Return every line of the listing below, unchanged, from its first line to the line holding "impl NodeData for", that line included.

Data for review:
"""

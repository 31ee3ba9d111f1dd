//! Default payload types attached by the Newick reader and understood by the
//! Newick writer: a taxon name per node, a branch length per edge.
//!
//! Consumers with richer data define their own [`NodeData`]/[`EdgeData`]
//! types and swap the reader/writer hooks; nothing in the engine depends on
//! these two beyond the default hooks.

use super::data::{EdgeData, NodeData};
use std::any::Any;

/// Node payload carrying the taxon or clade name. Empty for unnamed inner
/// nodes.
#[derive(Debug, Clone, Default, PartialEq, Eq)]
pub struct CommonNodeData {
    pub name: String,
}

impl CommonNodeData {
    pub fn named(name: impl Into<String>) -> Self {
        CommonNodeData { name: name.into() }
    }
}

impl NodeData for CommonNodeData {
    fn clone_boxed(&self) -> Box<dyn NodeData> {
        Box::new(self.clone())
    }
    fn type_tag(&self) -> &'static str {
        "CommonNodeData"
    }
    fn as_any(&self) -> &dyn Any {
        self
    }
    fn as_any_mut(&mut self) -> &mut dyn Any {
        self
    }
}

/// Edge payload carrying the branch length. `None` means the input did not
/// specify one and the reader was configured to keep it unset.
#[derive(Debug, Clone, Default, PartialEq)]
pub struct CommonEdgeData {
    pub branch_length: Option<f64>,
}

impl CommonEdgeData {
    pub fn with_length(branch_length: f64) -> Self {
        CommonEdgeData {
            branch_length: Some(branch_length),
        }
    }
}

impl EdgeData for CommonEdgeData {
    fn clone_boxed(&self) -> Box<dyn EdgeData> {
        Box::new(self.clone())
    }
    fn type_tag(&self) -> &'static str {
        "CommonEdgeData"
    }
    fn as_any(&self) -> &dyn Any {
        self
    }
    fn as_any_mut(&mut self) -> &mut dyn Any {
        self
    }
}
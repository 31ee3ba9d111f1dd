//! Rerooting: reassigning the root link and the toward-root orientation.
//!
//! Rerooting is pure relabeling. No node, edge, or link is allocated or
//! freed and no `next`/`outer` relation changes; the pass only rewrites
//! which link each node uses as its ring entry (so the entry points toward
//! the new root) and which of each edge's two links counts as primary.
//! The undirected shape of the tree is untouched.

use super::id::{LinkId, NodeId};
use super::tree::Tree;
use crate::tree_error::TreeError;

impl Tree {
    /// Makes `new_root` the tree's root link, re-orienting every edge in a
    /// single pass outward from it. O(edges).
    pub fn reroot_at_link(&mut self, new_root: LinkId) -> Result<(), TreeError> {
        if self.is_empty() {
            return Err(TreeError::InvalidTree("cannot reroot an empty tree".into()));
        }
        self.link(new_root)?;

        let root_node = self.link_raw(new_root).node();
        self.root_link = Some(new_root);
        self.nodes[root_node.index()].link = new_root;

        // Down-links whose far side has not been oriented yet.
        let mut stack: Vec<LinkId> = Vec::new();
        self.orient_ring(new_root, false, &mut stack);

        while let Some(down) = stack.pop() {
            let up = self.outer_raw(down);
            let child = self.link_raw(up).node();
            self.nodes[child.index()].link = up;
            self.orient_ring(up, true, &mut stack);
        }

        Ok(())
    }

    /// Makes the given node the root, using its current primary link as the
    /// new root link.
    pub fn reroot_at_node(&mut self, node: NodeId) -> Result<(), TreeError> {
        let link = self.node(node)?.primary_link();
        self.reroot_at_link(link)
    }

    /// Marks every edge met on this ring as pointing away from the new
    /// root and queues its far link for the outward sweep.
    fn orient_ring(&mut self, entry: LinkId, skip_entry: bool, stack: &mut Vec<LinkId>) {
        let ring: Vec<LinkId> = self.ring(entry).collect();
        for l in ring {
            if skip_entry && l == entry {
                continue;
            }
            if let Some(e) = self.link_raw(l).edge() {
                let outer = self.outer_raw(l);
                let edge = &mut self.edges[e.index()];
                edge.primary = l;
                edge.secondary = outer;
                stack.push(l);
            }
        }
    }
}
//! Whole-tree invariant checking.
//!
//! [`validate_topology`] walks every link, ring, and edge of a tree and
//! verifies the shape invariants documented on [`Tree`]. Mutation code runs
//! it in debug builds (see [`crate::debug_invariants`]); tests call it
//! directly after every operation under scrutiny.

use super::id::LinkId;
use super::tree::Tree;
use crate::tree_error::TreeError;

fn fail(msg: impl Into<String>) -> TreeError {
    TreeError::InvalidTree(msg.into())
}

/// Checks all shape invariants of a tree. O(nodes + links).
pub fn validate_topology(tree: &Tree) -> Result<(), TreeError> {
    let n_nodes = tree.node_count();
    let n_edges = tree.edge_count();
    let n_links = tree.link_count();

    if n_nodes == 0 {
        if n_edges != 0 || n_links != 0 {
            return Err(fail("empty tree with leftover edges or links"));
        }
        if tree.root_link.is_some() {
            return Err(fail("empty tree with a root link"));
        }
        return Ok(());
    }

    // Density and the winged-edge count relation. The single-node tree is
    // the one shape where a link exists without an edge.
    if n_nodes == 1 {
        if n_edges != 0 || n_links != 1 {
            return Err(fail("single-node tree must have exactly one self-link"));
        }
    } else if n_links != 2 * n_edges {
        return Err(fail(format!(
            "link count {n_links} != 2 * edge count {n_edges}"
        )));
    }

    // Relation targets must be in bounds before anything else walks them.
    for index in 0..n_links {
        let link = tree.link_at(index)?;
        if link.next().index() >= n_links || link.outer().index() >= n_links {
            return Err(fail(format!("link {index} references out-of-range link")));
        }
        if link.node().index() >= n_nodes {
            return Err(fail(format!("link {index} references out-of-range node")));
        }
        match link.edge() {
            Some(e) if e.index() >= n_edges => {
                return Err(fail(format!("link {index} references out-of-range edge")));
            }
            None if n_nodes > 1 => {
                return Err(fail(format!(
                    "link {index} has no edge in a multi-node tree"
                )));
            }
            _ => {}
        }
    }

    // Outer involution.
    for id in tree.link_ids() {
        let outer = tree.outer_raw(id);
        if tree.outer_raw(outer) != id {
            return Err(fail(format!("link {id}: outer(outer) != self")));
        }
    }

    // Edge / link mutuality.
    for id in tree.edge_ids() {
        let edge = tree.edge(id)?;
        let p = edge.primary_link();
        let s = edge.secondary_link();
        if tree.outer_raw(p) != s || tree.outer_raw(s) != p {
            return Err(fail(format!("edge {id}: links are not mutual outers")));
        }
        if tree.link_raw(p).edge() != Some(id) || tree.link_raw(s).edge() != Some(id) {
            return Err(fail(format!("edge {id}: links disown their edge")));
        }
    }

    // Ring closure: every link sits in exactly one node ring, reached from
    // that node's primary link, with a correct node back-reference.
    let mut ring_of = vec![usize::MAX; n_links];
    for node in tree.node_ids() {
        let start = tree.node(node)?.primary_link();
        if start.index() >= n_links {
            return Err(fail(format!("node {node} has an out-of-range primary link")));
        }
        let mut current = start;
        loop {
            if ring_of[current.index()] != usize::MAX {
                return Err(fail(format!(
                    "link {current} appears in more than one ring"
                )));
            }
            ring_of[current.index()] = node.index();
            if tree.link_raw(current).node() != node {
                return Err(fail(format!(
                    "link {current} in ring of node {node} points to another node"
                )));
            }
            current = tree.next_raw(current);
            if current == start {
                break;
            }
        }
    }
    if let Some(orphan) = ring_of.iter().position(|&r| r == usize::MAX) {
        return Err(fail(format!("link {orphan} is not part of any ring")));
    }

    // Root orientation and reachability: one pass outward from the root,
    // checking that every edge's primary link sits on the parent side and
    // every non-root node's primary link points toward the root.
    let root = tree.root_link()?;
    let root_node = tree.link_raw(root).node();
    if tree.node(root_node)?.primary_link() != root {
        return Err(fail("root node's primary link is not the root link"));
    }

    let mut visited = vec![false; n_nodes];
    visited[root_node.index()] = true;
    let mut stack: Vec<LinkId> = Vec::new();

    push_down_links(tree, root, false, &mut stack)?;

    while let Some(down) = stack.pop() {
        let up = tree.outer_raw(down);
        let child = tree.link_raw(up).node();
        if visited[child.index()] {
            return Err(fail(format!(
                "node {child} is reachable twice from the root"
            )));
        }
        visited[child.index()] = true;
        if tree.node(child)?.primary_link() != up {
            return Err(fail(format!(
                "node {child}: primary link does not point toward the root"
            )));
        }
        push_down_links(tree, up, true, &mut stack)?;
    }

    if let Some(unreached) = visited.iter().position(|&v| !v) {
        return Err(fail(format!(
            "node {unreached} is not reachable from the root"
        )));
    }

    Ok(())
}

/// Pushes the child-side links of one ring onto the traversal stack,
/// checking the primary designation of each incident edge on the way.
fn push_down_links(
    tree: &Tree,
    entry: LinkId,
    skip_entry: bool,
    stack: &mut Vec<LinkId>,
) -> Result<(), TreeError> {
    for l in tree.ring(entry) {
        if skip_entry && l == entry {
            continue;
        }
        if let Some(e) = tree.link_raw(l).edge() {
            if tree.edge(e)?.primary_link() != l {
                return Err(fail(format!(
                    "edge {e}: primary link is on the far side from the root"
                )));
            }
            stack.push(l);
        }
    }
    Ok(())
}

#[cfg(test)]
mod tests {
    use super::*;

    #[test]
    fn empty_tree_is_valid() {
        assert!(validate_topology(&Tree::new()).is_ok());
    }

    #[test]
    fn hand_built_pair_and_corruption() {
        // Two nodes, one edge, wired correctly, then corrupted.
        let mut t = Tree::new();
        let a = t.alloc_node(None);
        let b = t.alloc_node(None);
        let la = t.alloc_link(a);
        let lb = t.alloc_link(b);
        t.link_raw_mut(la).outer = lb;
        t.link_raw_mut(lb).outer = la;
        let e = t.alloc_edge(la, lb, None);
        t.link_raw_mut(la).edge = Some(e);
        t.link_raw_mut(lb).edge = Some(e);
        t.nodes[a.index()].link = la;
        t.nodes[b.index()].link = lb;
        t.root_link = Some(la);
        assert!(validate_topology(&t).is_ok());

        // Break the involution.
        t.link_raw_mut(lb).outer = lb;
        assert!(validate_topology(&t).is_err());
    }
}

"""

Result below:
repository 31ee3ba9d111f1dd
//! Default payload types attached by the Newick reader and understood by the
//! Newick writer: a taxon name per node, a branch length per edge.
//!
//! Consumers with richer data define their own [`NodeData`]/[`EdgeData`]
//! types and swap the reader/writer hooks; nothing in the engine depends on
//! these two beyond the default hooks.

use super::data::{EdgeData, NodeData};
use std::any::Any;

/// Node payload carrying the taxon or clade name. Empty for unnamed inner
/// nodes.
#[derive(Debug, Clone, Default, PartialEq, Eq)]
pub struct CommonNodeData {
    pub name: String,
}

impl CommonNodeData {
    pub fn named(name: impl Into<String>) -> Self {
        CommonNodeData { name: name.into() }
    }
}

impl NodeData for CommonNodeData {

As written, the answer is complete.